Vivono e lavorano in condizioni estreme, non sono consapevoli dei loro diritti, non hanno alcuna nozione sanitaria, né una cultura del risparmio. Spesso sprecano i pochi soldi guadagnati in alcol e fumo. Sono come schiavi moderni. Tra loro migliaia di bambini malnutriti. Gli italiani sono in prima fila per cercare di alleviare le sofferenze di una popolazione che…
È l’alba quando con un’auto-taxi sgangherata partiamo per Dhading, distretto rurale del Nepal noto per le cave e i cosiddetti spaccapietre che ci lavorano, bambini, donne, uomini di ogni età, anche anziani. Attraversata Kathmandu, che a quell’ora si è già popolata di mercanti e pellegrini indù che portano le offerte ai templi, arriviamo finalmente ai confini della valle, con al centro la capitale, e ai margini del Nepal più remoto.

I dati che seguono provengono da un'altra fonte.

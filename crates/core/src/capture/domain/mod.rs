pub mod capture_backend;
pub mod fallback_opener;
pub mod frame_grabber;
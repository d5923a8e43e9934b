use crate::shared::frame::Frame;

/// Decodes the best video stream of an opened ffmpeg input to RGB24.
///
/// Shared by live devices and clip files. The scaler is built from the
/// first decoded frame, since device inputs may only report their pixel
/// format once data flows.
pub struct FfmpegStream {
    ictx: ffmpeg_next::format::context::Input,
    decoder: ffmpeg_next::decoder::Video,
    scaler: Option<ffmpeg_next::software::scaling::Context>,
    video_stream_index: usize,
    frame_index: usize,
    flushing: bool,
    done: bool,
}

// Safety: FfmpegStream is only used from a single thread at a time.
// The raw pointers inside ffmpeg types are not shared across threads.
unsafe impl Send for FfmpegStream {}

impl FfmpegStream {
    pub fn new(
        ictx: ffmpeg_next::format::context::Input,
    ) -> Result<Self, Box<dyn std::error::Error>> {
        let stream = ictx
            .streams()
            .best(ffmpeg_next::media::Type::Video)
            .ok_or("No video stream found")?;
        let video_stream_index = stream.index();
        let codec_ctx = ffmpeg_next::codec::context::Context::from_parameters(stream.parameters())?;
        let decoder = codec_ctx.decoder().video()?;

        Ok(Self {
            ictx,
            decoder,
            scaler: None,
            video_stream_index,
            frame_index: 0,
            flushing: false,
            done: false,
        })
    }

    /// Decodes the next frame; `Ok(None)` once the input is exhausted.
    pub fn next_frame(&mut self) -> Result<Option<Frame>, Box<dyn std::error::Error>> {
        if self.done {
            return Ok(None);
        }
        if let Some(frame) = self.try_receive()? {
            return Ok(Some(frame));
        }
        if self.flushing {
            self.done = true;
            return Ok(None);
        }

        loop {
            let Some((stream, packet)) = self.ictx.packets().next() else {
                let _ = self.decoder.send_eof();
                self.flushing = true;
                let frame = self.try_receive()?;
                if frame.is_none() {
                    self.done = true;
                }
                return Ok(frame);
            };

            if stream.index() != self.video_stream_index {
                continue;
            }
            if self.decoder.send_packet(&packet).is_err() {
                continue;
            }
            if let Some(frame) = self.try_receive()? {
                return Ok(Some(frame));
            }
        }
    }

    fn try_receive(&mut self) -> Result<Option<Frame>, Box<dyn std::error::Error>> {
        let mut decoded = ffmpeg_next::util::frame::video::Video::empty();
        if self.decoder.receive_frame(&mut decoded).is_err() {
            return Ok(None);
        }

        let width = decoded.width();
        let height = decoded.height();
        let stale = self
            .scaler
            .as_ref()
            .map(|s| s.input().width != width || s.input().height != height)
            .unwrap_or(true);
        if stale {
            self.scaler = Some(ffmpeg_next::software::scaling::Context::get(
                decoded.format(),
                width,
                height,
                ffmpeg_next::format::Pixel::RGB24,
                width,
                height,
                ffmpeg_next::software::scaling::Flags::BILINEAR,
            )?);
        }
        let scaler = self.scaler.as_mut().ok_or("scaler unavailable")?;

        let mut rgb_frame = ffmpeg_next::util::frame::video::Video::empty();
        scaler.run(&decoded, &mut rgb_frame)?;

        let pixels = extract_rgb_pixels(&rgb_frame, width, height);
        let frame = Frame::new(pixels, width, height, 3, self.frame_index);
        self.frame_index += 1;
        Ok(Some(frame))
    }
}

/// Copies RGB24 rows out of a possibly padded ffmpeg frame.
fn extract_rgb_pixels(
    rgb_frame: &ffmpeg_next::util::frame::video::Video,
    width: u32,
    height: u32,
) -> Vec<u8> {
    let stride = rgb_frame.stride(0);
    let data = rgb_frame.data(0);
    let w = width as usize;
    let h = height as usize;

    let mut pixels = Vec::with_capacity(w * h * 3);
    for row in 0..h {
        let row_start = row * stride;
        pixels.extend_from_slice(&data[row_start..row_start + w * 3]);
    }
    pixels
}
pub mod similarity_scorer;
pub mod track;
use std::path::Path;

use crate::capture::domain::frame_grabber::FrameGrabber;
use crate::shared::frame::Frame;

/// Repeats one decoded image forever.
pub struct StillImageGrabber {
    frame: Option<Frame>,
    served: usize,
}

impl StillImageGrabber {
    pub fn open(path: &Path) -> Result<Self, Box<dyn std::error::Error>> {
        let img = image::open(path)?.to_rgb8();
        let (width, height) = img.dimensions();
        log::info!("Opened fallback image {} ({}x{})", path.display(), width, height);
        Ok(Self::from_frame(Frame::new(img.into_raw(), width, height, 3, 0)))
    }

    pub fn from_frame(frame: Frame) -> Self {
        Self {
            frame: Some(frame),
            served: 0,
        }
    }
}

impl FrameGrabber for StillImageGrabber {
    fn grab(&mut self) -> Result<Option<Frame>, Box<dyn std::error::Error>> {
        let Some(frame) = self.frame.as_ref() else {
            return Err("still image is released".into());
        };
        let copy = frame.clone().with_index(self.served);
        self.served += 1;
        Ok(Some(copy))
    }

    fn rewind(&mut self) -> Result<(), Box<dyn std::error::Error>> {
        self.served = 0;
        Ok(())
    }

    fn release(&mut self) {
        self.frame = None;
    }
}

#[cfg(test)]
mod tests {
    use super::*;

    #[test]
    fn test_open_png_repeats_forever() {
        let dir = tempfile::tempdir().unwrap();
        let path = dir.path().join("still.png");
        image::RgbImage::from_pixel(6, 4, image::Rgb([10, 20, 30]))
            .save(&path)
            .unwrap();

        let mut grabber = StillImageGrabber::open(&path).unwrap();
        for i in 0..5 {
            let frame = grabber.grab().unwrap().unwrap();
            assert_eq!(frame.width(), 6);
            assert_eq!(frame.height(), 4);
            assert_eq!(frame.index(), i);
            assert_eq!(&frame.data()[..3], &[10, 20, 30]);
        }
    }

    #[test]
    fn test_missing_file_fails_to_open() {
        let dir = tempfile::tempdir().unwrap();
        assert!(StillImageGrabber::open(&dir.path().join("absent.jpg")).is_err());
    }

    #[test]
    fn test_released_grabber_errors() {
        let mut grabber = StillImageGrabber::from_frame(Frame::new(vec![0; 3], 1, 1, 3, 0));
        grabber.release();
        grabber.release();
        assert!(grabber.grab().is_err());
    }
}
use thiserror::Error;

use crate::actuation::domain::gripper_state::GripperState;

/// Non-fatal conditions raised while sorting, plus startup configuration
/// problems. Everything except `Config` is recovered at tick granularity.
#[derive(Error, Debug)]
pub enum SortingError {
    #[error("hardware unavailable: {0}")]
    HardwareUnavailable(String),
    #[error("detection failed: {0}")]
    DetectionFailure(String),
    #[error("tracking failed: {0}")]
    TrackingFailure(String),
    #[error("empty region for track {track_id}")]
    EmptyRegion { track_id: u32 },
    #[error("actuation failed during {step}: {reason} (gripper {gripper})")]
    FailedActuation {
        step: String,
        reason: String,
        gripper: GripperState,
    },
    #[error("cannot {action} while {state}")]
    InvalidTransition { action: String, state: String },
    #[error("invalid configuration: {0}")]
    Config(String),
}

impl SortingError {
    /// Only configuration errors may abort initialization.
    pub fn is_fatal(&self) -> bool {
        matches!(self, SortingError::Config(_))
    }
}

#[cfg(test)]
mod tests {
    use super::*;

    #[test]
    fn test_failed_actuation_message_names_step_and_gripper() {
        let err = SortingError::FailedActuation {
            step: "descend to bin".to_string(),
            reason: "port closed".to_string(),
            gripper: GripperState::Open,
        };
        assert_eq!(
            err.to_string(),
            "actuation failed during descend to bin: port closed (gripper open)"
        );
    }

    #[test]
    fn test_only_config_errors_are_fatal() {
        assert!(SortingError::Config("x".into()).is_fatal());
        assert!(!SortingError::HardwareUnavailable("x".into()).is_fatal());
        assert!(!SortingError::TrackingFailure("x".into()).is_fatal());
        assert!(!SortingError::EmptyRegion { track_id: 1 }.is_fatal());
    }
}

Qui, solo poco più di un anno fa c’era un check-point, che segnava la fine del territorio controllato dall’esercito governativo e l’inizio delle impervie zone popolate dai guerriglieri maoisti. Dopo una guerra durata dieci anni e almeno 13.000 morti, un’alleanza di sette partiti ha firmato la pace coi ribelli nel novembre 2006, intraprendendo un negoziato travagliato verso la democrazia. Il re assoluto Gyanendra è stato privato di tutti i poteri e a dicembre si è deciso di proclamare la repubblica dopo il voto, previsto per aprile e rimandato già due volte, per un’assemblea costituente.
La nebbia diventa sempre più fitta, mentre imbocchiamo i primi tornanti della strada per Pokhara, l’unica a collegare Kathmandu con il nord. Da ambo i lati, le montagne sono ricoperte da piantagioni di mais verde intenso. Alcuni bambini puliscono con scope più alte di loro alcuni tratti della “highway”, come la chiamano qui, prima che siano asfaltati. Altri cercano di venderci bottiglie d’acqua e dolci. Diversi operai spaccano pietre con macchine rudimentali, un’anticipazione del lavoro a mani nude che vedremo fra alcune ore.

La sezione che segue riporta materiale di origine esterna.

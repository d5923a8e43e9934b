use crate::shared::frame::Frame;

/// An opened frame producer: a camera handle, a decoded clip or a still.
pub trait FrameGrabber: Send {
    /// Next frame, or `None` on an empty read / end of stream.
    fn grab(&mut self) -> Result<Option<Frame>, Box<dyn std::error::Error>>;

    /// Seeks back to the first frame. Only finite media support this.
    fn rewind(&mut self) -> Result<(), Box<dyn std::error::Error>> {
        Err("this source cannot rewind".into())
    }

    /// Closes the underlying handle. Must tolerate repeated calls.
    fn release(&mut self) {}
}
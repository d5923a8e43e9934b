use std::fmt;

/// Last gripper position the controller successfully commanded.
#[derive(Clone, Copy, Debug, PartialEq, Eq, Default)]
pub enum GripperState {
    #[default]
    Open,
    Closed,
}

impl fmt::Display for GripperState {
    fn fmt(&self, f: &mut fmt::Formatter<'_>) -> fmt::Result {
        match self {
            GripperState::Open => write!(f, "open"),
            GripperState::Closed => write!(f, "closed"),
        }
    }
}
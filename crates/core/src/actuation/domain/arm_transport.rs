/// Line-oriented link to the arm firmware.
///
/// Implementations write one complete command line per call; the caller
/// owns pacing between commands.
pub trait ArmTransport: Send {
    fn send_line(&mut self, line: &str) -> Result<(), Box<dyn std::error::Error>>;

    /// Releases the underlying link. Must tolerate repeated calls.
    fn close(&mut self) {}
}
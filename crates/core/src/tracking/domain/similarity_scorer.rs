use crate::detection::domain::detection::Detection;
use crate::shared::bounding_box::BoundingBox;
use crate::shared::frame::Frame;

/// Scores how likely a detection continues an existing track.
///
/// Higher is more similar. The frame is passed so appearance-based
/// scorers can sample pixels; motion-only scorers ignore it.
pub trait SimilarityScorer: Send {
    fn score(
        &mut self,
        track_box: &BoundingBox,
        detection: &Detection,
        frame: &Frame,
    ) -> Result<f64, Box<dyn std::error::Error>>;
}
use std::fmt;

/// Lifecycle of the sorting line. `Stopped` is terminal.
#[derive(Clone, Copy, Debug, PartialEq, Eq, Default)]
pub enum RunState {
    /// Display-only passthrough.
    #[default]
    Idle,
    Sorting,
    Stopped,
}

impl fmt::Display for RunState {
    fn fmt(&self, f: &mut fmt::Formatter<'_>) -> fmt::Result {
        match self {
            RunState::Idle => write!(f, "idle"),
            RunState::Sorting => write!(f, "sorting"),
            RunState::Stopped => write!(f, "stopped"),
        }
    }
}
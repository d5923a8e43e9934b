/// Health of a hardware component, owned by that component.
///
/// Changes only when the owner is opened, reselected or closed.
#[derive(Clone, Copy, Debug, PartialEq, Eq)]
pub enum ConnectionState {
    Connected,
    Disconnected,
}

impl ConnectionState {
    pub fn is_connected(self) -> bool {
        self == ConnectionState::Connected
    }
}

impl std::fmt::Display for ConnectionState {
    fn fmt(&self, f: &mut std::fmt::Formatter<'_>) -> std::fmt::Result {
        match self {
            ConnectionState::Connected => write!(f, "Connected"),
            ConnectionState::Disconnected => write!(f, "Disconnected"),
        }
    }
}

Passiamo le ultime case di mattoni e lamiera. La valle è sempre più lontana. Il traffico, invece, su queste colline dell’Himalaya aumenta di chilometro in chilometro. Camion con decorazioni religiose sul cruscotto e autobus sovraffollati fanno a gara per superarsi, noncuranti degli strapiombi, in un sottofondo di clacson senza pause. Il gas di scarico fa bruciare la gola.
Dopo due ore la nebbia scompare e appaiono ai piedi delle alture i primi mucchietti di sassi. Siamo a Mahadevbensi, un agglomerato di case a ridosso della strada, da cui si vede la gola del fiume Agrakola, puntellato lungo le sue sponde da piccole macchie blu, ovvero le tende dove abitano almeno 5.000 spaccapietre di 30 distretti, su 75, del Nepal.

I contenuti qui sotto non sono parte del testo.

pub mod domain;
pub mod frame_source;
pub mod infrastructure;
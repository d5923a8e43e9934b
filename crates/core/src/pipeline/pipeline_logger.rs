use std::collections::HashMap;
use std::time::Instant;

/// Cross-cutting logger for sorting-loop events.
///
/// Decouples the orchestrator from specific output mechanisms so each
/// front end can observe the loop without changing the orchestration code.
pub trait PipelineLogger: Send {
    /// Report that a tick ran.
    fn tick(&mut self, index: usize);

    /// Record how long a named stage (capture, detect, track, classify,
    /// actuate) took for one tick.
    fn timing(&mut self, stage: &str, duration_ms: f64);

    /// Record a point-in-time metric (e.g. detection count).
    fn metric(&mut self, name: &str, value: f64);

    /// Log a human-readable status message.
    fn info(&mut self, message: &str);

    /// Emit an end-of-run summary. Default: no-op.
    fn summary(&self) {}
}

/// Silent logger that discards all events. Used by tests.
pub struct NullPipelineLogger;

impl PipelineLogger for NullPipelineLogger {
    fn tick(&mut self, _index: usize) {}
    fn timing(&mut self, _stage: &str, _duration_ms: f64) {}
    fn metric(&mut self, _name: &str, _value: f64) {}
    fn info(&mut self, _message: &str) {}
}

/// CLI-oriented logger that tracks per-stage timing and metrics and
/// reports a summary at shutdown.
///
/// Heartbeat output is throttled to every `throttle_ticks` ticks.
pub struct StdoutPipelineLogger {
    throttle_ticks: usize,
    timings: HashMap<String, Vec<f64>>,
    metrics: HashMap<String, Vec<f64>>,
    start_time: Instant,
    ticks: usize,
    messages: Vec<String>,
}

impl StdoutPipelineLogger {
    pub fn new(throttle_ticks: usize) -> Self {
        Self {
            throttle_ticks: throttle_ticks.max(1),
            timings: HashMap::new(),
            metrics: HashMap::new(),
            start_time: Instant::now(),
            ticks: 0,
            messages: Vec::new(),
        }
    }

    /// Returns the formatted summary string, or `None` if no data recorded.
    pub fn summary_string(&self) -> Option<String> {
        if self.timings.is_empty() && self.metrics.is_empty() {
            return None;
        }

        let elapsed_ms = self.start_time.elapsed().as_secs_f64() * 1000.0;
        let ticks = self.ticks;
        let mut lines = Vec::new();

        lines.push(format!(
            "Sorting summary ({ticks} ticks, {:.1}s total):",
            elapsed_ms / 1000.0
        ));

        let mut stages: Vec<_> = self.timings.keys().collect();
        stages.sort();
        for stage in stages {
            let durations = &self.timings[stage];
            let total_ms: f64 = durations.iter().sum();
            let avg_ms = if durations.is_empty() {
                0.0
            } else {
                total_ms / durations.len() as f64
            };
            lines.push(format!(
                "  {stage:10}: avg {avg_ms:6.1}ms  max {:6.1}ms  total {total_ms:7.0}ms",
                durations.iter().cloned().fold(0.0, f64::max)
            ));
        }

        let mut metric_names: Vec<_> = self.metrics.keys().collect();
        metric_names.sort();
        for name in metric_names {
            let values = &self.metrics[name];
            let total: f64 = values.iter().sum();
            let avg = if values.is_empty() {
                0.0
            } else {
                total / values.len() as f64
            };
            lines.push(format!("  {name}: avg {avg:.1}  total {total:.0}"));
        }

        if ticks > 0 && elapsed_ms > 0.0 {
            let rate = ticks as f64 / (elapsed_ms / 1000.0);
            lines.push(format!("  Throughput: {rate:.1} ticks/s"));
        }

        Some(lines.join("\n"))
    }

    pub fn timings_for(&self, stage: &str) -> Option<&[f64]> {
        self.timings.get(stage).map(|v| v.as_slice())
    }

    pub fn metrics_for(&self, name: &str) -> Option<&[f64]> {
        self.metrics.get(name).map(|v| v.as_slice())
    }
}

impl Default for StdoutPipelineLogger {
    fn default() -> Self {
        Self::new(500)
    }
}

impl PipelineLogger for StdoutPipelineLogger {
    fn tick(&mut self, index: usize) {
        self.ticks = self.ticks.max(index + 1);
        if (index + 1) % self.throttle_ticks == 0 {
            log::info!("Heartbeat: {} ticks", index + 1);
        }
    }

    fn timing(&mut self, stage: &str, duration_ms: f64) {
        self.timings
            .entry(stage.to_string())
            .or_default()
            .push(duration_ms);
    }

    fn metric(&mut self, name: &str, value: f64) {
        self.metrics
            .entry(name.to_string())
            .or_default()
            .push(value);
    }

    fn info(&mut self, message: &str) {
        self.messages.push(message.to_string());
        log::info!("{message}");
    }

    fn summary(&self) {
        if let Some(text) = self.summary_string() {
            log::info!("\n\n{text}");
        }
    }
}
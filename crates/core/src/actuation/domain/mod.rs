pub mod arm_command;
pub mod arm_transport;
pub mod gripper_state;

“I locali dicono che ci vivono 500 famiglie, ma in certi periodi potrebbero essere molte di più, contando i lavoratori stagionali che vanno e vengono” spiega Barbara Monachesi, presidente di Apeiron, un’associazione italiana che sta conducendo un’indagine nella zona. “In vista di un progetto umanitario per gli spaccapietre, stiamo facendo un nuovo censimento. Gran parte dei lavoratori vive qui tutto l’anno, ma ci sono anche persone che durante la stagione dei monsoni, quando il livello del fiume è troppo alto per estrarre le pietre, tornano al villaggio d’origine. Le più fortunate vanno a lavorare il loro pezzo di terra, mentre le altre prestano le braccia a qualche proprietario terriero”.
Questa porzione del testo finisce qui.